═══ Provided material ═══

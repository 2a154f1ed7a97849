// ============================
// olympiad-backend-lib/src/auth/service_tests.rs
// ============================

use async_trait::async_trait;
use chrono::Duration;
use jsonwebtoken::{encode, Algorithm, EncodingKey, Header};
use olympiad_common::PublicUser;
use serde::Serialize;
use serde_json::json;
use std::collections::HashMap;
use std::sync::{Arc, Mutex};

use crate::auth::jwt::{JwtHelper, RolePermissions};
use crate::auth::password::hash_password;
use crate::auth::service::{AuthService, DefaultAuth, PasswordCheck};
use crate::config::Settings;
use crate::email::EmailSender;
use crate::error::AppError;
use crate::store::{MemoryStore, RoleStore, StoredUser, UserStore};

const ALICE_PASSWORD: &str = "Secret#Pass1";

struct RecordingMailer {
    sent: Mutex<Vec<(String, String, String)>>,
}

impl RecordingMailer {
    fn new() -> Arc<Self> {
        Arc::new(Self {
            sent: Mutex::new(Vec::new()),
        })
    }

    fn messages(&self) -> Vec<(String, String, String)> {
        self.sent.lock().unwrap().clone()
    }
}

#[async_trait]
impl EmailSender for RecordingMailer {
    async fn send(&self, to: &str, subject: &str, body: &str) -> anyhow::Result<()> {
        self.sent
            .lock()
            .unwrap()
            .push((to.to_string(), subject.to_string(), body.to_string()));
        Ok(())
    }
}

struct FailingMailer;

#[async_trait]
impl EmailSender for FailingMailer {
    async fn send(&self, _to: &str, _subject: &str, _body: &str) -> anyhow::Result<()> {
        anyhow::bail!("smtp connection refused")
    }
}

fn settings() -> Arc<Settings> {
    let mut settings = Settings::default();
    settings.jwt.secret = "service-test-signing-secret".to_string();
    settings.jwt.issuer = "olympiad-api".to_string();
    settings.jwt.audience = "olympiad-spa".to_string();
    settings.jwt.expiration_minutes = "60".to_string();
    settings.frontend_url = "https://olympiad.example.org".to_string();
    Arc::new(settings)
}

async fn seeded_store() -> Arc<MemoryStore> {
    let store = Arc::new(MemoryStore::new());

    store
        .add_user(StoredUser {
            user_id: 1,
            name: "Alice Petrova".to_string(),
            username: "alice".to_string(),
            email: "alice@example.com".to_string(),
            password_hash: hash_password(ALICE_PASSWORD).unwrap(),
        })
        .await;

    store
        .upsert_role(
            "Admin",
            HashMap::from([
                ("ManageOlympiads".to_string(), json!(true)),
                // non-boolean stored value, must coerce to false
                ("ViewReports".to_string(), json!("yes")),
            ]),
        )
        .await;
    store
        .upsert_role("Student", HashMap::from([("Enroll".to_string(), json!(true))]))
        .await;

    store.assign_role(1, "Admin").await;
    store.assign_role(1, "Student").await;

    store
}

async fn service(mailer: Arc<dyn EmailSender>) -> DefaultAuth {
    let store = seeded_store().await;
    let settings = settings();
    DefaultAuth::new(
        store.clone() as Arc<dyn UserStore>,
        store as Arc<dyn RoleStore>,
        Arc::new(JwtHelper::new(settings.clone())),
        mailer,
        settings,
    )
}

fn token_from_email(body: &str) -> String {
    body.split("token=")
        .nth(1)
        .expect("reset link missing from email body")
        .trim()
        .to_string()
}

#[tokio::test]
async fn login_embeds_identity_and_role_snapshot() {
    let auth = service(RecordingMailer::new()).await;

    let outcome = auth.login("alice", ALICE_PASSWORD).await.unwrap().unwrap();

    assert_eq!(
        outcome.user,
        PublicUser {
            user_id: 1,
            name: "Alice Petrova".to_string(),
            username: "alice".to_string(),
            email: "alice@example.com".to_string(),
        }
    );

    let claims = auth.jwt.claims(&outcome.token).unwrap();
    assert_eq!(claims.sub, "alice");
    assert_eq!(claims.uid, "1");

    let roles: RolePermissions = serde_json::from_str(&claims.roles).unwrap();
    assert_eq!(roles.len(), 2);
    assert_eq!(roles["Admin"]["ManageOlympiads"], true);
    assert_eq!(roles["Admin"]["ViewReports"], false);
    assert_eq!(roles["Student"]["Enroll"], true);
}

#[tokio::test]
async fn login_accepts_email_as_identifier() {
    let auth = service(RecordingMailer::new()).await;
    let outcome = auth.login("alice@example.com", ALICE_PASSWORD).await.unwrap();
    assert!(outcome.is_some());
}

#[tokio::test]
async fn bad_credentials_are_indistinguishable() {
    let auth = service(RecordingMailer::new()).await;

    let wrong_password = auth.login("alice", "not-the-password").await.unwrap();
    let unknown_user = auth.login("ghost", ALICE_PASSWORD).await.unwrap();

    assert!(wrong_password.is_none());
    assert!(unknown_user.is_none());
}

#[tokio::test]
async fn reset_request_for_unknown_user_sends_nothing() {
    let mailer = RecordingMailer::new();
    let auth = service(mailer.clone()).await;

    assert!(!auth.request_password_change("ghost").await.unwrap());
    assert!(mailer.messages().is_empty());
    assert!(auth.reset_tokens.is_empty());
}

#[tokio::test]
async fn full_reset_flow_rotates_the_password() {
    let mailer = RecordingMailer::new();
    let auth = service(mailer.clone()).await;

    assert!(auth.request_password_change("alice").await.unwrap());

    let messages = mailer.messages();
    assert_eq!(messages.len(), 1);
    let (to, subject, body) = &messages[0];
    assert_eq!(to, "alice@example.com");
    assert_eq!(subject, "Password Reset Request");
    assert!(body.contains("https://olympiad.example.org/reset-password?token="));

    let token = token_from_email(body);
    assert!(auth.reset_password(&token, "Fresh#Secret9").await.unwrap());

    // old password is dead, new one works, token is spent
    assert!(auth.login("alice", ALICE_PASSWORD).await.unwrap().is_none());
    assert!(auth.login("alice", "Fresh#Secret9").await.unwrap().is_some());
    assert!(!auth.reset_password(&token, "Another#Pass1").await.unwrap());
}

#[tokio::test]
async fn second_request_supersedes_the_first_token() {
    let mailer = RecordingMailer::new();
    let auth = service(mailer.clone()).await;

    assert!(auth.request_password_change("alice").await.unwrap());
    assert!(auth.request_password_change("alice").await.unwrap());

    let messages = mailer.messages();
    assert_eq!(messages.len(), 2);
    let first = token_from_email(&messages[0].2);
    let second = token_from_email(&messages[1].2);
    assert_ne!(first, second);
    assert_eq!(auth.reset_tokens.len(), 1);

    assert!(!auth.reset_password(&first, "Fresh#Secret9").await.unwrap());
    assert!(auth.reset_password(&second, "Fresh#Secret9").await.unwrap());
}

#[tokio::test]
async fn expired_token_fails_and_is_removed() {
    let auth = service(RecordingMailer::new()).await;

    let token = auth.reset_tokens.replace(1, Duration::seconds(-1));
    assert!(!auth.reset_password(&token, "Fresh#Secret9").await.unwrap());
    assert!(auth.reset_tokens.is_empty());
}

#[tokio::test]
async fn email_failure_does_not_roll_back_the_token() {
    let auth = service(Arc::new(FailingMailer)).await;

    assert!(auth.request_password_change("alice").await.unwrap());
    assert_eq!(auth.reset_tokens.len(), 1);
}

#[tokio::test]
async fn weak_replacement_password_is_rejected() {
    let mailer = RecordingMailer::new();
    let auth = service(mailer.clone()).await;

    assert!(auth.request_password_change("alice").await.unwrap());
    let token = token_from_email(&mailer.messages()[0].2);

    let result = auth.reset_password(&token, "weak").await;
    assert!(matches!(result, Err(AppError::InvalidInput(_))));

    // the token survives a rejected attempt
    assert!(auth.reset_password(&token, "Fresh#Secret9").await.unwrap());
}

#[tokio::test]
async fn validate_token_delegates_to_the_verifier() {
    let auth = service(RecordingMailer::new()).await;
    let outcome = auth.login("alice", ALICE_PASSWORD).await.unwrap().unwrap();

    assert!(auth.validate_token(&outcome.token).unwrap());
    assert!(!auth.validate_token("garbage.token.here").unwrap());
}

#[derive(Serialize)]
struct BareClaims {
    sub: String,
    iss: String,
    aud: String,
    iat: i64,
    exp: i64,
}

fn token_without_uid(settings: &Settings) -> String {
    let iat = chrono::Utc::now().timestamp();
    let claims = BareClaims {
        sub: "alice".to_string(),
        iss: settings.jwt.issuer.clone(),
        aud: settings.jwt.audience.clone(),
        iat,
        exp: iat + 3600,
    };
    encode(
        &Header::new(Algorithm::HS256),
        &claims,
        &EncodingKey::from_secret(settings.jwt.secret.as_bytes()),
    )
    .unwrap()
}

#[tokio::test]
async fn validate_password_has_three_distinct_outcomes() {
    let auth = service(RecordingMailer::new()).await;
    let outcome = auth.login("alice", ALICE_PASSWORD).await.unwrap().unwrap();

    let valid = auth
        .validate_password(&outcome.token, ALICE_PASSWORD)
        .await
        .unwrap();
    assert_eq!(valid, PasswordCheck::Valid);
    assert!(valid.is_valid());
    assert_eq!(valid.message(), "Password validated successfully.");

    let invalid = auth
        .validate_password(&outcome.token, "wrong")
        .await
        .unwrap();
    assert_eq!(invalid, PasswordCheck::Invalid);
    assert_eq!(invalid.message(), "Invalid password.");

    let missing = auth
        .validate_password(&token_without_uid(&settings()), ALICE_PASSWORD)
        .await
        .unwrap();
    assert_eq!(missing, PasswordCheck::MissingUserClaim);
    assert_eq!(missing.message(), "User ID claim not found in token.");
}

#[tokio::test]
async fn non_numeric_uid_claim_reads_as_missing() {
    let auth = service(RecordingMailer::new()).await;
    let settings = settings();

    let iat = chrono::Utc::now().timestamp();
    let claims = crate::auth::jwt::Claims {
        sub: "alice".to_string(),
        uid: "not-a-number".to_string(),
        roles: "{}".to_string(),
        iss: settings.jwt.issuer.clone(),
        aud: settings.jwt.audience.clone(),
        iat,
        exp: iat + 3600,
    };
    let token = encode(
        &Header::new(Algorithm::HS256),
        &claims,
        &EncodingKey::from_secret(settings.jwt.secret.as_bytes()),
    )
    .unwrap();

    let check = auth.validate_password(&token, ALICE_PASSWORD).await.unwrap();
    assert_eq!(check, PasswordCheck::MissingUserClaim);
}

═══

◆ **Problem statement**
Only a number is wanted here: the count of lines in the data that include the word "ManageOlympiads".

◆ **Solution below**
2